Market Analysis
09/02/2024
  • Central banks in the US and Europe are now not so keen to start cutting rates.
  • Bond markets fell while equity markets brushed off the news, preferring to focus on earnings.
  • The week also saw a rebound on Chinese equity markets, mainly driven by small and medium caps.

Central banks in the US and Europe are now not so keen to start cutting rates. With inflation still running above target and labour markets on form, they have all warned of the risk of acting too soon. The chances of a March rate cut are now running at 20%, down from 70% only a month ago. After the ECB meeting on January 25, markets were 70% betting on an April move but the odds have now fallen to less than 40%.

Bond markets fell while equity markets brushed off the news, preferring to focus on earnings. This equity-bond market decorrelation marks a break as both markets had been marching in tune since the end of 2021. Investors will now be scrutinising inflation data and they expect to see some easing.
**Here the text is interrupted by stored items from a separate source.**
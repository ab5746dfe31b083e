//! Connection details of a provisioned inference VM.
//!
//! The provisioning scripts write `{platform}_deployment_info.json` once;
//! the assistant and probe binaries only read it back.

use crate::error::{Result, WeatherbotError};
use clap::ValueEnum;
use serde::{Deserialize, Serialize};
use std::fmt;
use std::fs;
use std::path::{Path, PathBuf};

/// Port the vLLM server listens on inside the VM.
pub const INFERENCE_PORT: u16 = 8000;

#[derive(Debug, Clone, Copy, PartialEq, Eq, ValueEnum)]
pub enum Platform {
    Aws,
    Azure,
}

impl Platform {
    /// Auto-detection order when no platform is given.
    pub const ALL: [Platform; 2] = [Platform::Aws, Platform::Azure];

    pub fn as_str(&self) -> &'static str {
        match self {
            Platform::Aws => "aws",
            Platform::Azure => "azure",
        }
    }

    pub fn info_file_name(&self) -> String {
        format!("{}_deployment_info.json", self.as_str())
    }
}

impl fmt::Display for Platform {
    fn fmt(&self, f: &mut fmt::Formatter<'_>) -> fmt::Result {
        write!(f, "{}", self.as_str())
    }
}

#[derive(Debug, Clone, PartialEq, Serialize, Deserialize)]
pub struct DeploymentRecord {
    /// EC2 instance id (AWS only).
    #[serde(default, skip_serializing_if = "Option::is_none")]
    pub instance_id: Option<String>,
    /// Azure VM id (Azure only).
    #[serde(default, skip_serializing_if = "Option::is_none")]
    pub vm_id: Option<String>,
    pub public_ip: String,
    pub api_endpoint: String,
    pub ssh_command: String,
    #[serde(default, skip_serializing_if = "Option::is_none")]
    pub resource_group: Option<String>,
}

impl DeploymentRecord {
    pub fn aws(instance_id: &str, public_ip: &str, key_pair_name: &str) -> Self {
        Self {
            instance_id: Some(instance_id.to_string()),
            vm_id: None,
            public_ip: public_ip.to_string(),
            api_endpoint: endpoint_for(public_ip),
            ssh_command: format!("ssh -i {}.pem ec2-user@{}", key_pair_name, public_ip),
            resource_group: None,
        }
    }

    pub fn azure(vm_id: &str, public_ip: &str, admin_user: &str, resource_group: &str) -> Self {
        Self {
            instance_id: None,
            vm_id: Some(vm_id.to_string()),
            public_ip: public_ip.to_string(),
            api_endpoint: endpoint_for(public_ip),
            ssh_command: format!("ssh {}@{}", admin_user, public_ip),
            resource_group: Some(resource_group.to_string()),
        }
    }

    pub fn path_in(platform: Platform, dir: &Path) -> PathBuf {
        dir.join(platform.info_file_name())
    }

    pub fn load(platform: Platform, dir: &Path) -> Result<Self> {
        let path = Self::path_in(platform, dir);
        if !path.exists() {
            return Err(WeatherbotError::Deployment(format!(
                "No deployment info found for {} ({})",
                platform,
                path.display()
            )));
        }

        let contents = fs::read_to_string(&path)?;
        let record: DeploymentRecord = serde_json::from_str(&contents).map_err(|e| {
            WeatherbotError::Deployment(format!("Malformed {}: {}", path.display(), e))
        })?;

        if record.api_endpoint.trim().is_empty() {
            return Err(WeatherbotError::Deployment(format!(
                "{} has no api_endpoint",
                path.display()
            )));
        }

        Ok(record)
    }

    /// Write the record once; an existing file is never overwritten.
    pub fn save(&self, platform: Platform, dir: &Path) -> Result<PathBuf> {
        let path = Self::path_in(platform, dir);
        if path.exists() {
            return Err(WeatherbotError::Deployment(format!(
                "{} already exists",
                path.display()
            )));
        }

        fs::write(&path, serde_json::to_string_pretty(self)?)?;
        Ok(path)
    }

    /// First readable record in [`Platform::ALL`] order.
    pub fn detect(dir: &Path) -> Option<(Platform, Self)> {
        Platform::ALL
            .iter()
            .find_map(|&platform| Self::load(platform, dir).ok().map(|r| (platform, r)))
    }
}

fn endpoint_for(public_ip: &str) -> String {
    format!("http://{}:{}", public_ip, INFERENCE_PORT)
}
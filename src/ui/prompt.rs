use crate::error::Result;
use colored::*;
use std::io::{self, Write};
use tokio::io::{AsyncBufReadExt, BufReader, Lines, Stdin};

const EXIT_COMMANDS: [&str; 3] = ["quit", "exit", "bye"];

/// Line-oriented stdin reader for the interactive loops.
pub struct LineReader {
    lines: Lines<BufReader<Stdin>>,
}

impl LineReader {
    pub fn new() -> Self {
        Self {
            lines: BufReader::new(tokio::io::stdin()).lines(),
        }
    }

    /// Print `prompt` and read one trimmed line; `None` at end of input.
    pub async fn prompt(&mut self, prompt: &str) -> Result<Option<String>> {
        print!("\n{}", prompt.bold());
        io::stdout().flush()?;

        Ok(self
            .lines
            .next_line()
            .await?
            .map(|line| line.trim().to_string()))
    }
}

impl Default for LineReader {
    fn default() -> Self {
        Self::new()
    }
}

pub fn is_exit_command(input: &str) -> bool {
    let lowered = input.trim().to_lowercase();
    EXIT_COMMANDS.contains(&lowered.as_str())
}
But if inflation were by chance to turn higher, any rise in bond yields would necessarily hit equity markets where risk premiums are now very low. In a sign of ongoing disinflation, production prices have fallen by 10% YoY in Europe and 2.5% in China. On the other hand, SLOOS (Senior Loan Officer Opinion Survey on Bank Lending Practices), the Fed’s quarterly survey, said that lending conditions had eased after a few quarters of tightening.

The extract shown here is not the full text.